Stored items
====
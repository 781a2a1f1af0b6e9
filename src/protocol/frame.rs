//! # Frame Codec
//!
//! Byte-exact encoding of FP705 request frames and decoding of the device's
//! response frames. Pure functions, no I/O.
//!
//! ## Request Layout
//!
//! | Field      | Size | Value |
//! |------------|------|-------|
//! | Preamble   | 1    | `0x01` |
//! | Length     | 4    | nibble word of `32 + 1 + 4 + 4 + len(data) + 1` |
//! | Sequence   | 1    | `0x20..=0xFF` |
//! | Command    | 4    | nibble word |
//! | Data       | n    | cp1251 text |
//! | Postamble  | 1    | `0x05` |
//! | Checksum   | 4    | nibble word of the BCC |
//! | Terminator | 1    | `0x03` |
//!
//! ## Nibble Words
//!
//! A 16-bit value `X` becomes four bytes `0x30 + nibble`, most significant
//! nibble first: `0x002A` is sent as `30 30 32 3A`.
//!
//! ## BCC
//!
//! Unsigned 16-bit sum of every byte after the preamble up to and including
//! the postamble. Preamble, checksum and terminator are excluded.

use thiserror::Error;

use super::commands::{
    LENGTH_OFFSET, POSTAMBLE, PREAMBLE, SEP, SEPARATOR, STATUS_LEN, TERMINATOR,
};
use super::cp1251;
use crate::error::Fp705Error;

/// Smallest possible response: header, empty data, status block, trailer.
pub const MIN_RESPONSE_LEN: usize = 1 + 4 + 1 + 4 + 1 + STATUS_LEN + 1 + 4 + 1;

/// Bytes after the status block: postamble, BCC, terminator.
const TRAILER_LEN: usize = 1 + 4 + 1;

/// Offset of the first data byte in any frame.
const DATA_START: usize = 1 + 4 + 1 + 4;

/// Reasons a received frame cannot be turned into a [`Response`].
#[derive(Debug, Clone, PartialEq, Eq, Error)]
pub enum FrameError {
    #[error("frame too short: {0} bytes")]
    TooShort(usize),

    #[error("frame does not start with preamble")]
    MissingPreamble,

    #[error("frame does not end with terminator")]
    MissingTerminator,

    #[error("no postamble before checksum")]
    MissingPostamble,

    #[error("no separator before status block")]
    MissingSeparator,

    #[error("malformed {0} field")]
    BadWord(&'static str),
}

// ============================================================================
// ENCODING
// ============================================================================

/// Encode a 16-bit value as a wire-order nibble word `[b4, b3, b2, b1]`.
///
/// ```
/// use fp705::protocol::frame::encode_word;
///
/// assert_eq!(encode_word(0x002A), [0x30, 0x30, 0x32, 0x3A]);
/// ```
pub fn encode_word(value: u16) -> [u8; 4] {
    [
        0x30 + ((value >> 12) & 0x0F) as u8,
        0x30 + ((value >> 8) & 0x0F) as u8,
        0x30 + ((value >> 4) & 0x0F) as u8,
        0x30 + (value & 0x0F) as u8,
    ]
}

/// Decode a wire-order nibble word. Every byte must be in `0x30..=0x3F`.
pub fn decode_word(bytes: &[u8]) -> Option<u16> {
    if bytes.len() != 4 {
        return None;
    }
    bytes.iter().try_fold(0u16, |acc, &b| {
        if (0x30..=0x3F).contains(&b) {
            Some((acc << 4) | u16::from(b - 0x30))
        } else {
            None
        }
    })
}

/// Join parameters with a TAB after each one, including the last.
///
/// A parameter may not contain ASCII control characters: a TAB would shift
/// every following field and the framing bytes would corrupt the frame.
///
/// ```
/// use fp705::protocol::frame::params;
///
/// assert_eq!(params(&["0", "6.00"]).unwrap(), "0\t6.00\t");
/// assert!(params(&["A\tB"]).is_err());
/// ```
pub fn params(values: &[&str]) -> Result<String, Fp705Error> {
    let mut out = String::with_capacity(values.iter().map(|v| v.len() + 1).sum());
    for (field, value) in values.iter().enumerate() {
        if let Some(ch) = value.chars().find(char::is_ascii_control) {
            return Err(Fp705Error::ControlCharacter { ch, field });
        }
        out.push_str(value);
        out.push(SEP);
    }
    Ok(out)
}

/// Declared length of a request carrying `data_len` payload bytes.
#[inline]
pub fn frame_length(data_len: usize) -> usize {
    LENGTH_OFFSET + 1 + 4 + 4 + data_len + 1
}

/// BCC over the checksummed section of a frame, as a nibble word.
pub fn checksum(section: &[u8]) -> [u8; 4] {
    let sum = section
        .iter()
        .fold(0u16, |acc, &b| acc.wrapping_add(u16::from(b)));
    encode_word(sum)
}

/// # Build Request Frame
///
/// Encodes `data` as cp1251 and wraps it into a complete request frame.
///
/// ## Errors
///
/// - [`Fp705Error::Encoding`] if `data` contains a character outside cp1251
/// - [`Fp705Error::FrameTooLarge`] if the declared length exceeds 16 bits
///
/// ## Example
///
/// ```
/// use fp705::protocol::frame::build_frame;
///
/// let frame = build_frame(0x20, 0x4A, "").unwrap();
/// assert_eq!(
///     frame,
///     vec![0x01, 0x30, 0x30, 0x32, 0x3A, 0x20, 0x30, 0x30, 0x34, 0x3A,
///          0x05, 0x30, 0x31, 0x3B, 0x3F, 0x03]
/// );
/// ```
pub fn build_frame(seq: u8, cmd: u8, data: &str) -> Result<Vec<u8>, Fp705Error> {
    let payload = cp1251::encode(data)?;
    let len = frame_length(payload.len());
    let len_word = u16::try_from(len).map_err(|_| Fp705Error::FrameTooLarge(len))?;

    let mut frame = Vec::with_capacity(payload.len() + 16);
    frame.push(PREAMBLE);
    frame.extend_from_slice(&encode_word(len_word));
    frame.push(seq);
    frame.extend_from_slice(&encode_word(u16::from(cmd)));
    frame.extend_from_slice(&payload);
    frame.push(POSTAMBLE);

    let bcc = checksum(&frame[1..]);
    frame.extend_from_slice(&bcc);
    frame.push(TERMINATOR);
    Ok(frame)
}

/// # Build Response Frame
///
/// Builds a frame the way the device answers: data, separator, status
/// block, postamble. Used by in-memory devices in tests and tooling.
///
/// ## Errors
///
/// [`Fp705Error::FrameTooLarge`] if the declared length exceeds 16 bits.
pub fn encode_response(
    seq: u8,
    cmd: u16,
    data: &[u8],
    status: &[u8; STATUS_LEN],
) -> Result<Vec<u8>, Fp705Error> {
    let len = LENGTH_OFFSET + 4 + 1 + 4 + data.len() + 1 + STATUS_LEN + 1;
    let len_word = u16::try_from(len).map_err(|_| Fp705Error::FrameTooLarge(len))?;

    let mut frame = Vec::with_capacity(data.len() + 25);
    frame.push(PREAMBLE);
    frame.extend_from_slice(&encode_word(len_word));
    frame.push(seq);
    frame.extend_from_slice(&encode_word(cmd));
    frame.extend_from_slice(data);
    frame.push(SEPARATOR);
    frame.extend_from_slice(status);
    frame.push(POSTAMBLE);

    let bcc = checksum(&frame[1..]);
    frame.extend_from_slice(&bcc);
    frame.push(TERMINATOR);
    Ok(frame)
}

// ============================================================================
// DECODING
// ============================================================================

/// A decoded device reply.
#[derive(Debug, Clone, PartialEq, Eq)]
pub struct Response {
    raw: Vec<u8>,
    data: Vec<u8>,
    status: Vec<u8>,
    seq: u8,
    command: u16,
}

impl Response {
    /// Parse a complete response frame.
    ///
    /// Structure is validated; the BCC is not compared.
    pub fn decode(raw: &[u8]) -> Result<Self, FrameError> {
        if raw.len() < MIN_RESPONSE_LEN {
            return Err(FrameError::TooShort(raw.len()));
        }
        if raw[0] != PREAMBLE {
            return Err(FrameError::MissingPreamble);
        }
        if raw[raw.len() - 1] != TERMINATOR {
            return Err(FrameError::MissingTerminator);
        }

        let postamble = raw.len() - TRAILER_LEN;
        if raw[postamble] != POSTAMBLE {
            return Err(FrameError::MissingPostamble);
        }
        let status_start = postamble - STATUS_LEN;
        let separator = status_start - 1;
        if raw[separator] != SEPARATOR {
            return Err(FrameError::MissingSeparator);
        }

        decode_word(&raw[1..5]).ok_or(FrameError::BadWord("length"))?;
        let command = decode_word(&raw[6..10]).ok_or(FrameError::BadWord("command"))?;
        decode_word(&raw[postamble + 1..postamble + 5]).ok_or(FrameError::BadWord("checksum"))?;

        Ok(Self {
            raw: raw.to_vec(),
            data: raw[DATA_START..separator].to_vec(),
            status: raw[status_start..postamble].to_vec(),
            seq: raw[5],
            command,
        })
    }

    /// The frame exactly as received.
    pub fn raw(&self) -> &[u8] {
        &self.raw
    }

    /// Data bytes between the command word and the separator.
    pub fn data(&self) -> &[u8] {
        &self.data
    }

    /// The status block.
    pub fn status(&self) -> &[u8] {
        &self.status
    }

    pub fn seq(&self) -> u8 {
        self.seq
    }

    pub fn command(&self) -> u16 {
        self.command
    }

    /// Data decoded from cp1251.
    pub fn text(&self) -> String {
        cp1251::decode(&self.data)
    }
}

// ============================================================================
// TESTS
// ============================================================================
====
* **Task objective**
Which lines should be output? Exactly those from the first line of the data through the line containing "cp1251 text |", inclusive.

* **Exercise result**
repository 781a2a1f1af0b6e9
filename src/protocol/frame.rs
//! # Frame Codec
//!
//! Byte-exact encoding of FP705 request frames and decoding of the device's
//! response frames. Pure functions, no I/O.
//!
//! ## Request Layout
//!
//! | Field      | Size | Value |
//! |------------|------|-------|
//! | Preamble   | 1    | `0x01` |
//! | Length     | 4    | nibble word of `32 + 1 + 4 + 4 + len(data) + 1` |
//! | Sequence   | 1    | `0x20..=0xFF` |
//! | Command    | 4    | nibble word |
//! | Data       | n    | cp1251 text |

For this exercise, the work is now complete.